* _EXERCISE DETAILS_: Repeat, exactly and alone, every line from the line that contains "let pool = SqlitePoolOptions::new()" to the end of the entries.

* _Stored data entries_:
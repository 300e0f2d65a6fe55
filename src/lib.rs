//! Vizier cluster health console.
//!
//! Polls a managed cluster's status over GraphQL and routes between two
//! views: a navigation shell when the cluster is healthy, deployment
//! instructions when it is not.
//!
//! See `DESIGN.md` for architecture notes.

#![forbid(unsafe_code)]
#![warn(missing_docs)]

pub mod cluster;
pub mod config;
pub mod logging;
pub mod query;
pub mod router;
pub mod watch;
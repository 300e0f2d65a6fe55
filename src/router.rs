//! View selection driven by cluster health.
//!
//! The router is the console's one decision point: it inspects the latest
//! query state and picks which view to present. It is a pure function of
//! its input — no retries, no caching, no mutation of the status record.

use thiserror::Error;

use crate::cluster::{ClusterHealth, ClusterStatus};
use crate::query::QueryState;

/// Mutually exclusive view presentations the console can select.
#[derive(Debug, Clone, PartialEq, Eq)]
pub enum ViewVariant {
    /// Neutral placeholder while the status query is still pending.
    Placeholder,
    /// Full navigation shell for a healthy, connected cluster.
    NavigationShell,
    /// Deployment instructions for a cluster that is not serving.
    DeploymentInstructions {
        /// Identifier of the cluster the instructions apply to, passed
        /// through from the status record unchanged.
        cluster_id: String,
    },
}

/// Router error types.
#[derive(Debug, Error)]
pub enum SelectError {
    /// The status query failed. The router makes no view decision; the
    /// caller owns failure presentation.
    #[error("cluster status query failed: {message}")]
    QueryFailed {
        /// Rendered query error.
        message: String,
    },
}

/// Selects a view from the latest cluster query state.
#[derive(Debug, Default)]
pub struct ClusterHealthRouter;

impl ClusterHealthRouter {
    /// Create a router.
    pub fn new() -> Self {
        Self
    }

    /// Pick the view for the given query state.
    ///
    /// A healthy cluster gets the navigation shell; every other resolved
    /// status gets deployment instructions carrying the cluster id. A
    /// pending query selects the placeholder.
    ///
    /// # Errors
    ///
    /// Returns [`SelectError::QueryFailed`] if the query failed.
    pub fn select(
        &self,
        state: &QueryState<ClusterStatus>,
    ) -> Result<ViewVariant, SelectError> {
        match state {
            QueryState::Pending => Ok(ViewVariant::Placeholder),
            QueryState::Resolved(cluster) => Ok(Self::select_resolved(cluster)),
            QueryState::Failed(e) => Err(SelectError::QueryFailed {
                message: e.to_string(),
            }),
        }
    }

    /// Two-way partition over resolved statuses: healthy vs everything else.
    fn select_resolved(cluster: &ClusterStatus) -> ViewVariant {
        match cluster.status {
            ClusterHealth::Healthy => ViewVariant::NavigationShell,
            ClusterHealth::Unhealthy
            | ClusterHealth::Disconnected
            | ClusterHealth::Updating
            | ClusterHealth::UpdateFailed
            | ClusterHealth::Unknown => ViewVariant::DeploymentInstructions {
                cluster_id: cluster.id.clone(),
            },
        }
    }
}
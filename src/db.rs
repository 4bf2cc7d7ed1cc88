use reqwest::Client;
use sqlx::sqlite::{SqlitePool, SqlitePoolOptions};

use crate::weather::WeatherConfig;

pub type DbPool = SqlitePool;

/// Application state holding the database pool, the shared HTTP client, and
/// the weather provider configuration.
pub struct AppState {
  pub db: DbPool,
  pub http: Client,
  pub weather: WeatherConfig,
}

/// Schema for the sole table, taken from the migration itself so `/reset`
/// recreates exactly what startup created.
const CREATE_WORKOUTS_TABLE: &str = include_str!("../migrations/0001_create_workouts.sql");

/// Initialize the database connection pool and run migrations
pub async fn initialize_db(database_path: &str) -> Result<DbPool, Box<dyn std::error::Error>> {
  let db_url = format!("sqlite://{}?mode=rwc", database_path);

  tracing::info!(path = database_path, "initializing database");

  // Create connection pool
  let pool = SqlitePoolOptions::new()
    .max_connections(5)
    .connect(&db_url)
    .await?;

  // Run migrations
  sqlx::migrate!("./migrations").run(&pool).await?;

  tracing::info!("database initialized");

  Ok(pool)
}

/// Drop and recreate the workouts table, destroying every stored row.
pub async fn reset_schema(pool: &DbPool) -> Result<(), sqlx::Error> {
  sqlx::query("DROP TABLE IF EXISTS workouts").execute(pool).await?;
  sqlx::query(CREATE_WORKOUTS_TABLE).execute(pool).await?;
  Ok(())
}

* _YOUR SOLUTION_:
  let pool = SqlitePoolOptions::new()
    .max_connections(5)
    .connect(&db_url)
    .await?;

  // Run migrations
  sqlx::migrate!("./migrations").run(&pool).await?;

  tracing::info!("database initialized");

  Ok(pool)
}

/// Drop and recreate the workouts table, destroying every stored row.
pub async fn reset_schema(pool: &DbPool) -> Result<(), sqlx::Error> {
  sqlx::query("DROP TABLE IF EXISTS workouts").execute(pool).await?;
  sqlx::query(CREATE_WORKOUTS_TABLE).execute(pool).await?;
  Ok(())
}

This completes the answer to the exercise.